Components of the Problem

  • Insurance Coverage (PMJAY, State Schemes)
  • Public Health System Capacity
  • Private Sector Pricing & Behaviour
  • Disease Burden (NCDs, chronic care)

Reasons for High OOPE

  • Inadequate Insurance Design PMJAY focuses on inpatient care; OPD, diagnostics, and medicines—key cost drivers—remain uncovered.
  • Underpriced Packages & Cost Shifting Low reimbursement rates lead private hospitals to charge extra for tests/consumables, increasing hidden OOPE.
  • Weak Public Provisioning Underfunded AAM/HWCs struggle with rising NCD burden, forcing patients to seek costly private care.
  • Access Deficit Insurance ≠ access; limited empanelled beds and uneven distribution reduce actual utilisation (hospitalisation rates stagnation).
  • Regulatory Gaps Inadequate enforcement of Clinical Establishments Act enables price variation and overcharging.
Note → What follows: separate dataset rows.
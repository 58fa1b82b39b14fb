//! States processing document and record headers.

use either::Either::{self, Left, Right};
use tartan_bitfield::bitfield;
use thiserror::Error;
use zerocopy::FromBytes;

use crate::content::Header;

use super::{check::compute, data::DataRecord, definition::DefinitionRecord};

/// An error advancing over a document header.
#[derive(Debug, Clone, PartialEq, Eq, Error)]
pub enum DocumentHeaderError {
    /// Incorrect filetype marker.
    #[error("Incorrect file type marker.")]
    NotFitData,
    /// Unknown header length.
    #[error("Unknown header length ({0}).")]
    UnknownHeaderLength(u8),
    /// The document ended inside its header.
    #[error("Document ended after {read} of {expected} header bytes.")]
    Truncated { read: usize, expected: usize },
}

/// Calculated and found header CRC values do not match.
#[derive(Debug, Clone, Copy, PartialEq, Eq, Error)]
#[error("Calculated ({calculated:#06X}) and found ({found:#06X}) header CRC values do not match.")]
pub struct HeaderChecksumMismatch {
    pub found: u16,
    pub calculated: u16,
}

/// State token to decode a document header.
#[derive(Debug)]
pub struct DocumentHeader;

impl DocumentHeader {
    /// Transition to another state by decoding a document header.
    ///
    /// Returns the header, and a successor state token.
    pub fn advance(
        r: [u8; 12],
    ) -> Result<(Header, Either<ExtendedDocumentHeader, RecordHeader>), DocumentHeaderError> {
        #[repr(C, packed)]
        #[derive(FromBytes)]
        struct FileHeader {
            header_size: u8,
            protocol_version: u8,
            profile_version: [u8; 2],
            data_size: [u8; 4],
            data_type: [u8; 4],
        }

        let FileHeader {
            header_size,
            protocol_version,
            profile_version,
            data_size,
            data_type,
        } = zerocopy::transmute!(r);

        if &data_type != b".FIT" {
            Err(DocumentHeaderError::NotFitData)?;
        }

        let successor = match header_size {
            12 => Right(RecordHeader(())),
            14.. => Left(ExtendedDocumentHeader {
                calculated: compute(&r),
                padding: header_size - 14,
            }),
            _ => Err(DocumentHeaderError::UnknownHeaderLength(header_size))?,
        };

        let header = Header {
            size: header_size,
            protocol_version,
            profile_version: u16::from_le_bytes(profile_version),
            data_size: u32::from_le_bytes(data_size),
            data_type,
        };

        Ok((header, successor))
    }
}

/// State token to decode additional bytes of an extended document header.
#[derive(Debug)]
pub struct ExtendedDocumentHeader {
    calculated: u16,
    padding: u8,
}

impl ExtendedDocumentHeader {
    /// Number of unrecognised header bytes following the header CRC, which
    /// must be skipped before the first record.
    pub fn padding(&self) -> u8 {
        self.padding
    }

    /// Transition to another state by decoding the header CRC.
    ///
    /// A stored value of zero marks a CRC that was never computed, and is
    /// always accepted.
    ///
    /// Returns the stored CRC value, and the successor state token.
    pub fn advance(self, r: [u8; 2]) -> Result<(u16, RecordHeader), HeaderChecksumMismatch> {
        let calculated = self.calculated;
        let (found, successor) = self.advance_unchecked(r);

        if found != 0 && found != calculated {
            Err(HeaderChecksumMismatch { found, calculated })?;
        }

        Ok((found, successor))
    }

    /// Transition to another state by decoding the header CRC, without
    /// comparing it to the calculated value.
    pub fn advance_unchecked(self, r: [u8; 2]) -> (u16, RecordHeader) {
        (u16::from_le_bytes(r), RecordHeader(()))
    }
}

/// Classification of a record header byte.
#[derive(Debug, Clone, Copy, PartialEq, Eq)]
pub enum RecordKind {
    /// A definition record, optionally followed by developer field
    /// descriptors.
    Definition { local_message: u8, developer: bool },
    /// A data record with a normal header.
    Data { local_message: u8 },
    /// A data record with a compressed timestamp header.
    CompressedData { local_message: u8, time_offset: u8 },
}

impl RecordKind {
    pub fn local_message(&self) -> u8 {
        match *self {
            Self::Definition { local_message, .. }
            | Self::Data { local_message }
            | Self::CompressedData { local_message, .. } => local_message,
        }
    }

    pub fn is_definition(&self) -> bool {
        matches!(self, Self::Definition { .. })
    }
}

/// Classify a record header byte.
///
/// Bit 7 set marks a normal header. Clear, it marks a compressed timestamp
/// header, which is always a data record.
pub fn classify(r: u8) -> RecordKind {
    bitfield! {
        struct AnyHeader(u8) {
            [7] is_normal,
        }
    }

    if AnyHeader(r).is_normal() {
        bitfield! {
            struct NormalHeader(u8) {
                [0..4] local_message: u8,
                [5] is_developer,
                [6] is_definition,
            }
        }

        let header = NormalHeader(r);
        let local_message = header.local_message();

        if header.is_definition() {
            RecordKind::Definition {
                local_message,
                developer: header.is_developer(),
            }
        } else {
            RecordKind::Data { local_message }
        }
    } else {
        bitfield! {
            struct CompressedHeader(u8) {
                [0..5] time_offset: u8,
                [5..7] local_message: u8,
            }
        }

        let header = CompressedHeader(r);

        RecordKind::CompressedData {
            local_message: header.local_message(),
            time_offset: header.time_offset(),
        }
    }
}

/// State token to decode a record header.
#[derive(Debug)]
pub struct RecordHeader(pub(super) ());

impl RecordHeader {
    /// Transition to another state by decoding a record header.
    ///
    /// Returns the local message number, and a successor state token.
    pub fn advance(self, r: [u8; 1]) -> (u8, Either<DefinitionRecord, DataRecord>) {
        let kind = classify(r[0]);
        let local_message = kind.local_message();

        let successor = match kind {
            RecordKind::Definition { developer, .. } => Left(DefinitionRecord {
                local_message,
                developer,
            }),
            RecordKind::Data { .. } => Right(DataRecord {
                local_message,
                time_offset: None,
            }),
            RecordKind::CompressedData { time_offset, .. } => Right(DataRecord {
                local_message,
                time_offset: Some(time_offset),
            }),
        };

        (local_message, successor)
    }
}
Measures for Equitable Financing

  • Expand Benefit Package Include OPD care, diagnostics, and medicines; pilot DBT-linked outpatient support.
  • Rationalise Pricing Revise PMJAY package rates, enforce standard treatment guidelines, and regulate add-on charges.
  • Strengthen Public Health System Invest in tertiary care hospitals and make HWCs NCD-ready (National Health Policy, 2017).
  • Free Drugs & Diagnostics Scale models like Tamil Nadu Medical Services Corporation.
  • Increase Public Spending Move toward 2.5% of GDP to reduce reliance on OOPE.
  • Digital Monitoring Use ABDM for claim tracking and fraud control.

Conclusion

  • Coverage expansion alone is insufficient; gaps in design, access, and regulation sustain high OOPE.
  • Equitable financing requires comprehensive coverage + strong public provisioning + regulated private sector, else the poverty trap of health spending will persist.